# Task item
Return every line of the data below that includes the string "while".

BEGIN Given information

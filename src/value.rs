//! Dynamically typed property values, with the handful of JavaScript-flavoured coercions the binding layer relies on.

use crate::{dom::Node, observable::Bindable};
use core::fmt::{self, Debug, Formatter};
use num_traits::Float;
use std::rc::Rc;

/// A shared, callable value, identified by reference.
#[derive(Clone)]
pub struct Function(Rc<dyn Fn(&[Value]) -> Value>);
impl Function {
	pub fn new(f: impl Fn(&[Value]) -> Value + 'static) -> Self {
		Self(Rc::new(f))
	}

	/// Wraps a single-argument function, the shape of parse functions.
	pub fn unary(f: impl Fn(&Value) -> Value + 'static) -> Self {
		Self::new(move |args| f(args.first().unwrap_or(&Value::Undefined)))
	}

	pub fn call(&self, args: &[Value]) -> Value {
		(self.0)(args)
	}

	#[must_use]
	pub fn ptr_eq(&self, other: &Self) -> bool {
		Rc::as_ptr(&self.0).cast::<()>() == Rc::as_ptr(&other.0).cast::<()>()
	}
}
impl Debug for Function {
	fn fmt(&self, f: &mut Formatter<'_>) -> fmt::Result {
		write!(f, "Function({:p})", Rc::as_ptr(&self.0).cast::<()>())
	}
}

#[derive(Clone)]
pub enum Value {
	Undefined,
	Null,
	Bool(bool),
	Number(f64),
	String(String),
	/// Compared by contents.
	List(Rc<Vec<Value>>),
	/// A nested source object, compared by reference.
	Object(Rc<dyn Bindable>),
	Function(Function),
	Node(Node),
}

impl Default for Value {
	fn default() -> Self {
		Value::Undefined
	}
}

impl Debug for Value {
	fn fmt(&self, f: &mut Formatter<'_>) -> fmt::Result {
		match self {
			Value::Undefined => f.write_str("Undefined"),
			Value::Null => f.write_str("Null"),
			Value::Bool(b) => f.debug_tuple("Bool").field(b).finish(),
			Value::Number(n) => f.debug_tuple("Number").field(n).finish(),
			Value::String(s) => f.debug_tuple("String").field(s).finish(),
			Value::List(items) => f.debug_tuple("List").field(&**items).finish(),
			Value::Object(object) => write!(f, "Object({:p})", Rc::as_ptr(object).cast::<()>()),
			Value::Function(function) => function.fmt(f),
			Value::Node(node) => f.debug_tuple("Node").field(node).finish(),
		}
	}
}

impl Value {
	#[must_use]
	pub fn list(items: impl IntoIterator<Item = Value>) -> Self {
		Value::List(Rc::new(items.into_iter().collect()))
	}

	#[must_use]
	pub fn object(object: impl Bindable + 'static) -> Self {
		Value::Object(Rc::new(object))
	}

	#[must_use]
	pub fn is_undefined(&self) -> bool {
		matches!(self, Value::Undefined)
	}

	#[must_use]
	pub fn is_nullish(&self) -> bool {
		matches!(self, Value::Undefined | Value::Null)
	}

	#[must_use]
	pub fn as_number(&self) -> Option<f64> {
		match *self {
			Value::Number(n) => Some(n),
			_ => None,
		}
	}

	#[must_use]
	pub fn as_str(&self) -> Option<&str> {
		match self {
			Value::String(s) => Some(s),
			_ => None,
		}
	}

	#[must_use]
	pub fn as_object(&self) -> Option<&Rc<dyn Bindable>> {
		match self {
			Value::Object(object) => Some(object),
			_ => None,
		}
	}

	#[must_use]
	pub fn as_function(&self) -> Option<&Function> {
		match self {
			Value::Function(function) => Some(function),
			_ => None,
		}
	}

	#[must_use]
	pub fn as_list(&self) -> Option<&[Value]> {
		match self {
			Value::List(items) => Some(items),
			_ => None,
		}
	}

	/// JavaScript truthiness.
	#[must_use]
	pub fn is_truthy(&self) -> bool {
		match self {
			Value::Undefined | Value::Null => false,
			Value::Bool(b) => *b,
			Value::Number(n) => !(*n == 0.0 || n.is_nan()),
			Value::String(s) => !s.is_empty(),
			Value::List(_) | Value::Object(_) | Value::Function(_) | Value::Node(_) => true,
		}
	}

	/// The text an element shows for this value. `undefined` and `null` display as nothing.
	#[must_use]
	pub fn to_display_string(&self) -> String {
		match self {
			Value::Undefined | Value::Null => String::new(),
			Value::Bool(b) => b.to_string(),
			Value::Number(n) => format_number(*n),
			Value::String(s) => s.clone(),
			Value::List(items) => items.iter().map(Value::to_display_string).collect::<Vec<_>>().join(","),
			Value::Object(_) => "[object Object]".to_owned(),
			Value::Function(_) => "function".to_owned(),
			Value::Node(node) => format!("[object {}]", node.node_name()),
		}
	}
}

/// `Object.is`: `NaN` equals itself, `+0` and `-0` differ, shared values compare by reference.
/// Lists compare their contents.
#[must_use]
pub fn same_value(a: &Value, b: &Value) -> bool {
	match (a, b) {
		(Value::Undefined, Value::Undefined) | (Value::Null, Value::Null) => true,
		(Value::Bool(a), Value::Bool(b)) => a == b,
		(Value::Number(a), Value::Number(b)) => same_float(*a, *b),
		(Value::String(a), Value::String(b)) => a == b,
		(Value::List(a), Value::List(b)) => Rc::ptr_eq(a, b) || (a.len() == b.len() && a.iter().zip(b.iter()).all(|(a, b)| same_value(a, b))),
		(Value::Object(a), Value::Object(b)) => Rc::as_ptr(a).cast::<()>() == Rc::as_ptr(b).cast::<()>(),
		(Value::Function(a), Value::Function(b)) => a.ptr_eq(b),
		(Value::Node(a), Value::Node(b)) => a == b,
		_ => false,
	}
}

fn same_float<F: Float>(a: F, b: F) -> bool {
	if a.is_nan() {
		return b.is_nan();
	}
	a == b && a.is_sign_negative() == b.is_sign_negative()
}

/// Loose comparison through display strings, as used when matching radio values.
#[must_use]
pub fn loosely_equal(a: &Value, b: &Value) -> bool {
	a.to_display_string() == b.to_display_string()
}

/// Formats like JavaScript's `String(number)`.
#[must_use]
pub fn format_number(n: f64) -> String {
	if n.is_nan() {
		"NaN".to_owned()
	} else if n.is_infinite() {
		(if n > 0.0 { "Infinity" } else { "-Infinity" }).to_owned()
	} else if n == 0.0 {
		"0".to_owned()
	} else if n.abs() >= 1e21 || n.abs() < 1e-6 {
		let formatted = format!("{:e}", n);
		match formatted.find('e') {
			Some(i) if !formatted[i + 1..].starts_with('-') => format!("{}e+{}", &formatted[..i], &formatted[i + 1..]),
			_ => formatted,
		}
	} else {
		n.to_string()
	}
}

fn is_js_whitespace(c: char) -> bool {
	c.is_whitespace() || c == '\u{feff}'
}

/// Length of the longest prefix of `s` that is a decimal number literal, or `0`.
fn decimal_prefix_len(s: &str) -> usize {
	let bytes = s.as_bytes();
	let mut i = 0;
	if matches!(bytes.first(), Some(b'+') | Some(b'-')) {
		i += 1;
	}
	let mut digits = 0;
	while bytes.get(i).map_or(false, u8::is_ascii_digit) {
		i += 1;
		digits += 1;
	}
	if bytes.get(i) == Some(&b'.') {
		i += 1;
		while bytes.get(i).map_or(false, u8::is_ascii_digit) {
			i += 1;
			digits += 1;
		}
	}
	if digits == 0 {
		return 0;
	}
	if matches!(bytes.get(i), Some(b'e') | Some(b'E')) {
		let mut j = i + 1;
		if matches!(bytes.get(j), Some(b'+') | Some(b'-')) {
			j += 1;
		}
		let exponent_start = j;
		while bytes.get(j).map_or(false, u8::is_ascii_digit) {
			j += 1;
		}
		if j > exponent_start {
			i = j;
		}
	}
	i
}

fn signed_infinity(s: &str) -> Option<f64> {
	match s {
		"Infinity" | "+Infinity" => Some(f64::INFINITY),
		"-Infinity" => Some(f64::NEG_INFINITY),
		_ => None,
	}
}

/// `Number(s)`: the whole (trimmed) string must be numeric, otherwise `NaN`.
#[must_use]
pub fn js_number(s: &str) -> f64 {
	let s = s.trim_matches(is_js_whitespace);
	if s.is_empty() {
		return 0.0;
	}
	if let Some(n) = signed_infinity(s) {
		return n;
	}
	for &(prefix, radix) in &[("0x", 16), ("0X", 16), ("0o", 8), ("0O", 8), ("0b", 2), ("0B", 2)] {
		if let Some(digits) = s.strip_prefix(prefix) {
			if digits.is_empty() || !digits.chars().all(|c| c.is_digit(radix)) {
				return f64::NAN;
			}
			#[allow(clippy::cast_precision_loss)]
			return u64::from_str_radix(digits, radix).map_or(f64::NAN, |n| n as f64);
		}
	}
	if decimal_prefix_len(s) == s.len() {
		s.parse().unwrap_or(f64::NAN)
	} else {
		f64::NAN
	}
}

/// `parseFloat(s)`: the longest numeric prefix, otherwise `NaN`.
#[must_use]
pub fn js_parse_float(s: &str) -> f64 {
	let s = s.trim_start_matches(is_js_whitespace);
	for candidate in &["Infinity", "+Infinity", "-Infinity"] {
		if s.starts_with(candidate) {
			return signed_infinity(candidate).unwrap_or(f64::NAN);
		}
	}
	match decimal_prefix_len(s) {
		0 => f64::NAN,
		len => s[..len].parse().unwrap_or(f64::NAN),
	}
}

/// Coerces a value coming back from an element before it is written to a source property.
///
/// Numeric strings become numbers. A string that would convert to `NaN` becomes `""`,
/// as does a non-numeric string headed for a property that currently holds a number.
#[must_use]
pub fn coerce_input(current: &Value, incoming: Value) -> Value {
	match incoming {
		Value::String(s) if !s.is_empty() => {
			if !js_number(&s).is_nan() {
				let n = js_parse_float(&s);
				if n.is_nan() {
					Value::String(String::new())
				} else {
					Value::Number(n)
				}
			} else if matches!(current, Value::Number(_)) {
				Value::String(String::new())
			} else {
				Value::String(s)
			}
		}
		other => other,
	}
}

impl From<bool> for Value {
	fn from(b: bool) -> Self {
		Value::Bool(b)
	}
}
impl From<f64> for Value {
	fn from(n: f64) -> Self {
		Value::Number(n)
	}
}
impl From<i32> for Value {
	fn from(n: i32) -> Self {
		Value::Number(n.into())
	}
}
impl From<&str> for Value {
	fn from(s: &str) -> Self {
		Value::String(s.to_owned())
	}
}
impl From<String> for Value {
	fn from(s: String) -> Self {
		Value::String(s)
	}
}
impl From<Vec<Value>> for Value {
	fn from(items: Vec<Value>) -> Self {
		Value::List(Rc::new(items))
	}
}
impl From<Function> for Value {
	fn from(function: Function) -> Self {
		Value::Function(function)
	}
}
impl From<Node> for Value {
	fn from(node: Node) -> Self {
		Value::Node(node)
	}
}

#[cfg(test)]
mod tests {
	use super::*;

	#[test]
	fn nan_and_signed_zero() {
		assert!(same_value(&Value::Number(f64::NAN), &Value::Number(f64::NAN)));
		assert!(!same_value(&Value::Number(0.0), &Value::Number(-0.0)));
		assert!(same_value(&Value::Number(1.5), &Value::Number(1.5)));
		assert!(!same_value(&Value::Number(1.0), &Value::String("1".into())));
	}

	#[test]
	fn lists_compare_contents() {
		assert!(same_value(&Value::list(vec![1.into(), "a".into()]), &Value::list(vec![1.into(), "a".into()])));
		assert!(!same_value(&Value::list(vec![1.into()]), &Value::list(vec![2.into()])));
	}

	#[test]
	fn functions_compare_by_reference() {
		let f = Function::unary(Value::clone);
		let g = Function::unary(Value::clone);
		assert!(same_value(&Value::Function(f.clone()), &Value::Function(f.clone())));
		assert!(!same_value(&Value::Function(f), &Value::Function(g)));
	}

	#[test]
	fn display_strings() {
		assert_eq!(Value::Undefined.to_display_string(), "");
		assert_eq!(Value::Null.to_display_string(), "");
		assert_eq!(Value::Number(42.0).to_display_string(), "42");
		assert_eq!(Value::Number(-0.0).to_display_string(), "0");
		assert_eq!(Value::Number(1.5).to_display_string(), "1.5");
		assert_eq!(Value::Number(1e21).to_display_string(), "1e+21");
		assert_eq!(Value::Number(f64::NAN).to_display_string(), "NaN");
		assert_eq!(Value::list(vec![1.into(), Value::Null, "x".into()]).to_display_string(), "1,,x");
	}

	#[test]
	fn numeric_strings() {
		assert_eq!(js_number("42"), 42.0);
		assert_eq!(js_number(" 4.5e1 "), 45.0);
		assert_eq!(js_number("0x1F"), 31.0);
		assert_eq!(js_number(""), 0.0);
		assert!(js_number("42abc").is_nan());
		assert!(js_number("NaN").is_nan());
		assert!(js_number("inf").is_nan());
		assert_eq!(js_number("-Infinity"), f64::NEG_INFINITY);

		assert_eq!(js_parse_float("42abc"), 42.0);
		assert_eq!(js_parse_float(".5"), 0.5);
		assert!(js_parse_float("abc").is_nan());
		assert_eq!(js_parse_float("0x1F"), 0.0);
	}

	#[test]
	fn input_coercion() {
		assert!(same_value(&coerce_input(&Value::Undefined, "42".into()), &Value::Number(42.0)));
		assert!(same_value(&coerce_input(&Value::Number(42.0), "42abc".into()), &Value::String(String::new())));
		assert!(same_value(&coerce_input(&Value::String("x".into()), "42abc".into()), &Value::String("42abc".into())));
		assert!(same_value(&coerce_input(&Value::Undefined, "   ".into()), &Value::String(String::new())));
		assert!(same_value(&coerce_input(&Value::Undefined, "".into()), &Value::String(String::new())));
		assert!(same_value(&coerce_input(&Value::Undefined, true.into()), &Value::Bool(true)));
	}

	#[test]
	fn truthiness() {
		assert!(!Value::Number(0.0).is_truthy());
		assert!(!Value::Number(f64::NAN).is_truthy());
		assert!(!Value::String(String::new()).is_truthy());
		assert!(Value::String("0".into()).is_truthy());
		assert!(Value::list(vec![]).is_truthy());
	}
}
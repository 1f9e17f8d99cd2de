//! Handles to browser DOM nodes: tree and attribute access, form-control state, native properties,
//! event listeners and expando storage.
//!
//! Expando values live in a thread-local side table, keyed by an id stamped onto the node.
//! They stay there until removed.

use crate::{error::Error, load, value::Value};
use core::{
	any::Any,
	cell::{Cell, RefCell},
	fmt::{self, Debug, Formatter},
};
use hashbrown::HashMap;
use js_sys::{Object, Reflect, WeakRef};
use std::rc::Rc;
use tracing::{error, trace};
use wasm_bindgen::{closure::Closure, JsCast, JsValue};
use web_sys::{
	CharacterData, Comment, CssStyleDeclaration, Document, Element, EventTarget, HtmlButtonElement, HtmlElement, HtmlInputElement, HtmlOptionElement,
	HtmlSelectElement, HtmlTextAreaElement, Node as wNode, Text,
};

/// The JavaScript property holding a node's side table id.
const EXPANDO_ID: &str = "__cobindExpando";

type Expandos = HashMap<&'static str, Rc<dyn Any>>;

thread_local! {
	static DOCUMENT: Option<Document> = web_sys::window().and_then(|window| window.document());
	static EXPANDOS: RefCell<HashMap<u32, Expandos>> = RefCell::default();
	static NEXT_EXPANDO_ID: Cell<u32> = Cell::new(1);
}

fn document() -> Result<Document, Error> {
	DOCUMENT.with(Clone::clone).ok_or(Error::NoDocument)
}

fn describe_js(value: &JsValue) -> String {
	value.as_string().unwrap_or_else(|| format!("{:?}", value))
}

/// Native property values as bindable values. `None` for functions and other objects, except nodes.
fn from_js(value: &JsValue) -> Option<Value> {
	Some(if value.is_undefined() {
		Value::Undefined
	} else if value.is_null() {
		Value::Null
	} else if let Some(b) = value.as_bool() {
		Value::Bool(b)
	} else if let Some(n) = value.as_f64() {
		Value::Number(n)
	} else if let Some(s) = value.as_string() {
		Value::String(s)
	} else if let Some(node) = value.dyn_ref::<wNode>() {
		Value::Node(Node(node.clone()))
	} else {
		return None;
	})
}

fn to_js(value: &Value) -> JsValue {
	match value {
		Value::Undefined => JsValue::UNDEFINED,
		Value::Null => JsValue::NULL,
		Value::Bool(b) => JsValue::from_bool(*b),
		Value::Number(n) => JsValue::from_f64(*n),
		Value::Node(node) => node.0.clone().into(),
		other => JsValue::from_str(&other.to_display_string()),
	}
}

/// A handle to a live DOM node. Equality is node identity.
#[derive(Clone, PartialEq, Eq)]
pub struct Node(wNode);

impl From<wNode> for Node {
	fn from(node: wNode) -> Self {
		Self(node)
	}
}
impl From<Element> for Node {
	fn from(element: Element) -> Self {
		Self(element.into())
	}
}
impl AsRef<wNode> for Node {
	fn as_ref(&self) -> &wNode {
		&self.0
	}
}

/// A [`Node`] handle that doesn't keep its node alive, for listeners that outlive their element.
#[derive(Clone)]
pub struct WeakNode(WeakRef);
impl WeakNode {
	#[must_use]
	pub fn upgrade(&self) -> Option<Node> {
		self.0.deref().and_then(|object| object.dyn_into::<wNode>().ok()).map(Node)
	}
}
impl Debug for WeakNode {
	fn fmt(&self, f: &mut Formatter<'_>) -> fmt::Result {
		match self.upgrade() {
			Some(node) => f.debug_tuple("WeakNode").field(&node).finish(),
			None => f.write_str("WeakNode(collected)"),
		}
	}
}

impl Debug for Node {
	fn fmt(&self, f: &mut Formatter<'_>) -> fmt::Result {
		if let Some(element) = self.as_element() {
			write!(f, "<{}", element.tag_name().to_ascii_lowercase())?;
			for (name, value) in self.attributes() {
				if cfg!(feature = "dangerous-logging") || name == "id" || name == "class" {
					write!(f, " {}={:?}", name, value)?;
				} else {
					write!(f, " {}", name)?;
				}
			}
			f.write_str(">")
		} else if let Some(data) = self.0.dyn_ref::<CharacterData>() {
			let name = if self.is_text() { "Text" } else { "Comment" };
			if cfg!(feature = "dangerous-logging") {
				f.debug_tuple(name).field(&data.data()).finish()
			} else {
				write!(f, "{}({} bytes)", name, data.data().len())
			}
		} else {
			f.write_str(&self.0.node_name())
		}
	}
}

END Given information

# Task answer
	while bytes.get(i).map_or(false, u8::is_ascii_digit) {
		while bytes.get(i).map_or(false, u8::is_ascii_digit) {
		while bytes.get(j).map_or(false, u8::is_ascii_digit) {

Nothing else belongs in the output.